4. La Falla de Coraje I/III
"Cinco etapas de la religión griega" (1955), por Gilbert Murray
Esta publicación es parte de una serie, ¿ya leyó la parte anterior?
El día de hoy inauguramos la cobertura de la cuarta etapa de la religión griega, en tres partes, según “Cinco etapas de la religión griega”, en su tercera edición (1955), por Gilbert Murray (1866-1957), en la cual se abordarán los cambios en el pensamiento y prácticas religiosas helénicas durante el período helenístico, es decir, entre los siglos IV y I a.C. En esta primera parte hablaremos sobre los eventos históricos transicionales de esta época helenística, así como sobre las debilidades de las corrientes religiosas previas, las cuales llevan a nuevas manifestaciones religiosas, de las cuales el culto a Fortuna es un primer ejemplo.
Previamente habíamos visto cómo el siglo V griego cerró con una terrible derrota de los atenienses a manos de los espartanos. Pues bien, posterior a dicha derrota, se vivió en Grecia un período de hegemonía lacedemonia por unas tres décadas aproximadamente, hasta que las tropas espartanas y aliadas fueron derrotadas de manera sorpresiva y desastrosa en la Batalla de Leuctra por los tebanos, comandados por el ingenioso general Epaminondas. Tras un período de hegemonía tebana, el poder de éstos empieza a decaer, y lentamente comienza a surgir un nuevo poder regional, que llegaría a ser un gigante insospechado: Macedonia. Esta era una región salvaje poblada por pastores y en general un pueblo primitivo, al norte de Grecia. Los mismos tebanos, sin saberlo ni quererlo, iniciarían una secuencia de eventos que los llevaría a ser opacados por esta nueva potencia, que llegaría a dominar todo el mundo conocido de la época unas décadas después.

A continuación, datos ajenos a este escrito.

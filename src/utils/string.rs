/// Whether `phrase` occurs in `text` as a run of whole words.
///
/// Both sides are padded with a single space, so "hospital" is found in
/// "district hospital" but not in "hospitality center".
pub fn contains_phrase(text: &str, phrase: &str) -> bool {
    let mut padded_text = String::with_capacity(text.len() + 2);
    padded_text.push(' ');
    padded_text.push_str(text);
    padded_text.push(' ');

    let mut padded_phrase = String::with_capacity(phrase.len() + 2);
    padded_phrase.push(' ');
    padded_phrase.push_str(phrase);
    padded_phrase.push(' ');

    padded_text.contains(&padded_phrase)
}

/// Number of words in a single-spaced phrase.
pub fn word_count(phrase: &str) -> usize {
    phrase.matches(' ').count() + 1
}

#[cfg(test)]
mod tests {
    use super::*;

    #[test]
    fn matches_whole_words_only() {
        assert!(contains_phrase("abc district hospital xyz", "district hospital"));
        assert!(contains_phrase("district hospital", "district hospital"));
        assert!(!contains_phrase("hospitality center", "hospital"));
        assert!(!contains_phrase("subdistrict hospital", "district hospital"));
    }

    #[test]
    fn counts_words() {
        assert_eq!(word_count("clinic"), 1);
        assert_eq!(word_count("district hospital"), 2);
    }
}
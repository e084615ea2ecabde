pub mod generator;
pub mod types;

pub use self::generator::{NGramGenerator, unique_ngrams};
pub use self::types::{NGramCandidate, FrequencyTable, FrequencyEntry};

pub use crate::error::{Error, Result};
// src/ngram/generator/word_ngrams.rs

use ahash::AHashSet;
use log::trace;

use super::core::NGramGenerator;

/// The distinct n-grams of order `n` in a token sequence.
///
/// Slides a window of width `n` over the `len - n + 1` positions and keeps
/// each phrase once, in order of its first window.
pub fn unique_ngrams<S: AsRef<str>>(tokens: &[S], n: usize) -> Vec<String> {
    if n == 0 || n > tokens.len() {
        return Vec::new();
    }

    let mut seen = AHashSet::with_capacity(tokens.len() - n + 1);
    let mut ngrams = Vec::with_capacity(tokens.len() - n + 1);

    for window in tokens.windows(n) {
        let phrase = window
            .iter()
            .map(|token| token.as_ref())
            .collect::<Vec<_>>()
            .join(" ");
        if seen.insert(phrase.clone()) {
            ngrams.push(phrase);
        }
    }

    ngrams
}

impl<P: crate::parser::TextParser + Sync + Send> NGramGenerator<P> {
    /// Every distinct n-gram of a cleaned name, as `(order, phrase)`,
    /// shortest order first.
    pub fn name_ngrams(&self, cleaned_name: &str) -> Vec<(usize, String)> {
        let tokens = self.parser.tokenize_text(cleaned_name);
        let max_order = tokens.len().min(self.config.max_ngram_size);

        let mut ngrams = Vec::new();
        for n in 1..=max_order {
            ngrams.extend(unique_ngrams(&tokens, n).into_iter().map(|phrase| (n, phrase)));
        }

        trace!("{:?}: {} tokens, {} distinct n-grams", cleaned_name, tokens.len(), ngrams.len());
        ngrams
    }
}
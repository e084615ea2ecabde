// src/ngram/generator/parallel.rs

use log::{info, debug};
use rayon::prelude::*;

use crate::error::Result;
use crate::ngram::types::FrequencyTable;

use super::core::NGramGenerator;

impl<P: crate::parser::TextParser + Sync + Send> NGramGenerator<P> {
    /// Build the document-frequency table for a list of cleaned names.
    pub fn collect_frequencies(&self, names: &[String]) -> Result<FrequencyTable> {
        if self.should_parallelize(names.len()) {
            info!("{} names meet parallel threshold. Using {} threads.", names.len(), self.config.thread_count);
            self.collect_frequencies_parallel(names)
        } else {
            debug!("Using sequential n-gram collection for {} names", names.len());
            Ok(self.collect_frequencies_sequential(names))
        }
    }

    pub fn collect_frequencies_sequential(&self, names: &[String]) -> FrequencyTable {
        let mut table = FrequencyTable::new();
        for (name_idx, name) in names.iter().enumerate() {
            self.record_name(&mut table, name_idx, name);
        }
        info!("Collected {} distinct n-grams from {} names", table.len(), names.len());
        table
    }

    /// Collects per-name tables on a rayon pool and merges them. The merge
    /// keeps the earliest discovery key, so the candidate order matches a
    /// sequential run exactly.
    pub fn collect_frequencies_parallel(&self, names: &[String]) -> Result<FrequencyTable> {
        let pool = self.build_pool()?;
        let table = pool.install(|| {
            names
                .par_iter()
                .enumerate()
                .fold(FrequencyTable::new, |mut table, (name_idx, name)| {
                    self.record_name(&mut table, name_idx, name);
                    table
                })
                .reduce(FrequencyTable::new, FrequencyTable::merge)
        });
        info!("Collected {} distinct n-grams from {} names in parallel", table.len(), names.len());
        Ok(table)
    }

    pub(crate) fn build_pool(&self) -> Result<rayon::ThreadPool> {
        Ok(rayon::ThreadPoolBuilder::new()
            .num_threads(self.config.thread_count)
            .build()?)
    }

    fn record_name(&self, table: &mut FrequencyTable, name_idx: usize, name: &str) {
        for (position, (order, phrase)) in self.name_ngrams(name).into_iter().enumerate() {
            table.record(phrase, order, (name_idx, position));
        }
    }
}
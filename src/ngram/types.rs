use ahash::AHashMap;
use serde::{Serialize, Deserialize};
use log::debug;

/// Where an n-gram was first seen: (name index, position in that name's
/// n-gram sequence). Used to order otherwise-equal candidates.
pub type DiscoveryKey = (usize, usize);

/// An n-gram that survived the minimum-support filter.
#[derive(Debug, Clone, PartialEq, Eq, Hash, Serialize, Deserialize)]
pub struct NGramCandidate {
    pub order: usize,
    pub phrase: String,
    pub count: usize,
}

#[derive(Debug, Clone, Copy, PartialEq, Eq)]
pub struct FrequencyEntry {
    pub order: usize,
    pub count: usize,
    pub first_seen: DiscoveryKey,
}

/// Document frequency of every n-gram in a corpus of names.
#[derive(Debug, Clone, Default)]
pub struct FrequencyTable {
    entries: AHashMap<String, FrequencyEntry>,
}

impl FrequencyTable {
    pub fn new() -> Self {
        Self::default()
    }

    /// Count one more name containing `phrase`.
    pub fn record(&mut self, phrase: String, order: usize, seen_at: DiscoveryKey) {
        self.entries
            .entry(phrase)
            .and_modify(|entry| {
                entry.count += 1;
                if seen_at < entry.first_seen {
                    entry.first_seen = seen_at;
                }
            })
            .or_insert(FrequencyEntry {
                order,
                count: 1,
                first_seen: seen_at,
            });
    }

    /// Fold another partial table into this one, summing presence counts.
    pub fn merge(mut self, other: FrequencyTable) -> Self {
        let (mut target, source) = if self.entries.len() >= other.entries.len() {
            (std::mem::take(&mut self.entries), other.entries)
        } else {
            (other.entries, std::mem::take(&mut self.entries))
        };

        for (phrase, entry) in source {
            target
                .entry(phrase)
                .and_modify(|existing| {
                    existing.count += entry.count;
                    existing.first_seen = existing.first_seen.min(entry.first_seen);
                })
                .or_insert(entry);
        }

        Self { entries: target }
    }

    pub fn count(&self, phrase: &str) -> Option<usize> {
        self.entries.get(phrase).map(|entry| entry.count)
    }

    pub fn len(&self) -> usize {
        self.entries.len()
    }

    pub fn is_empty(&self) -> bool {
        self.entries.is_empty()
    }

    pub fn iter(&self) -> impl Iterator<Item = (&str, &FrequencyEntry)> {
        self.entries.iter().map(|(phrase, entry)| (phrase.as_str(), entry))
    }

    /// Drop entries below `min_support` and order the rest longest first.
    ///
    /// Ties on order are broken by count (highest first) and then by first
    /// discovery, so the result does not depend on hash iteration order.
    pub fn into_candidates(self, min_support: usize) -> Vec<NGramCandidate> {
        let total = self.entries.len();
        let mut kept: Vec<(String, FrequencyEntry)> = self
            .entries
            .into_iter()
            .filter(|(_, entry)| entry.count >= min_support)
            .collect();

        kept.sort_by(|(_, a), (_, b)| {
            b.order
                .cmp(&a.order)
                .then(b.count.cmp(&a.count))
                .then(a.first_seen.cmp(&b.first_seen))
        });

        debug!("Minimum support {} kept {} of {} n-grams", min_support, kept.len(), total);

        kept.into_iter()
            .map(|(phrase, entry)| NGramCandidate {
                order: entry.order,
                phrase,
                count: entry.count,
            })
            .collect()
    }
}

Filipo II de Macedonia, hijo menor del rey macedonio Amintas III, fue enviado como rehén político en su juventud a Iliria, territorio hostil al Noroeste de Macedonia, tras una derrota de los macedonios a manos ilirias. Posteriormente, tras otra derrota de los macedonios, esta vez ante los griegos tebanos, Filipo fue de nuevo tomado como rehén político por los victoriosos, y de esta manera vivió en Tebas, la potencia militar de la época, del 368 al 365 a.C. aproximadamente. Una vez allí, Filipo logró posicionarse estratégicamente y terminó recibiendo una educación militar y diplomática de parte de Epaminondas mismo, así como también estrechó lazos con Pelópidas y Pammenes, todos los tres principales genios militares de la época. De regreso a su patria, Filipo inició una radical e increíblemente exitosa campaña de reforma militar en Macedonia y actividad diplomática externa, tras haberse asegurado la corona, y sistemáticamente comenzó a asegurar todas sus fronteras, derrotando a los ilirios al Oeste, aliándose con los epirotas en el Sur, y humillando a los atenienses en el Este, en la Calcídica. Lenta pero muy estratégicamente, comenzó a inmiscuirse en asuntos políticos y disputas militares internas en Grecia, posicionándose lentamente como la única gran potencia regional. Sus esfuerzos culminarían en la Batalla de Queronea, en el 338 a.C., cuando el ejército macedonio de Filipo venció a un ejército griego comandado por atenienses y tebanos. Tras dicha derrota, Filipo creó la Liga de Corinto un año después, donde alió, por las buenas o por las malas, a la totalidad de Grecia, exceptuando a los testarudos pero ya debilitados espartanos, en una nueva confederación de ciudades griegas, a su vez aliadas a Macedonia, y unidas bajo el liderazgo de Filipo como general supremo. Todo esto lo hizo Filipo como preparación para su verdadera ambición: la invasión y conquista del gigantesco Imperio Persa al Este.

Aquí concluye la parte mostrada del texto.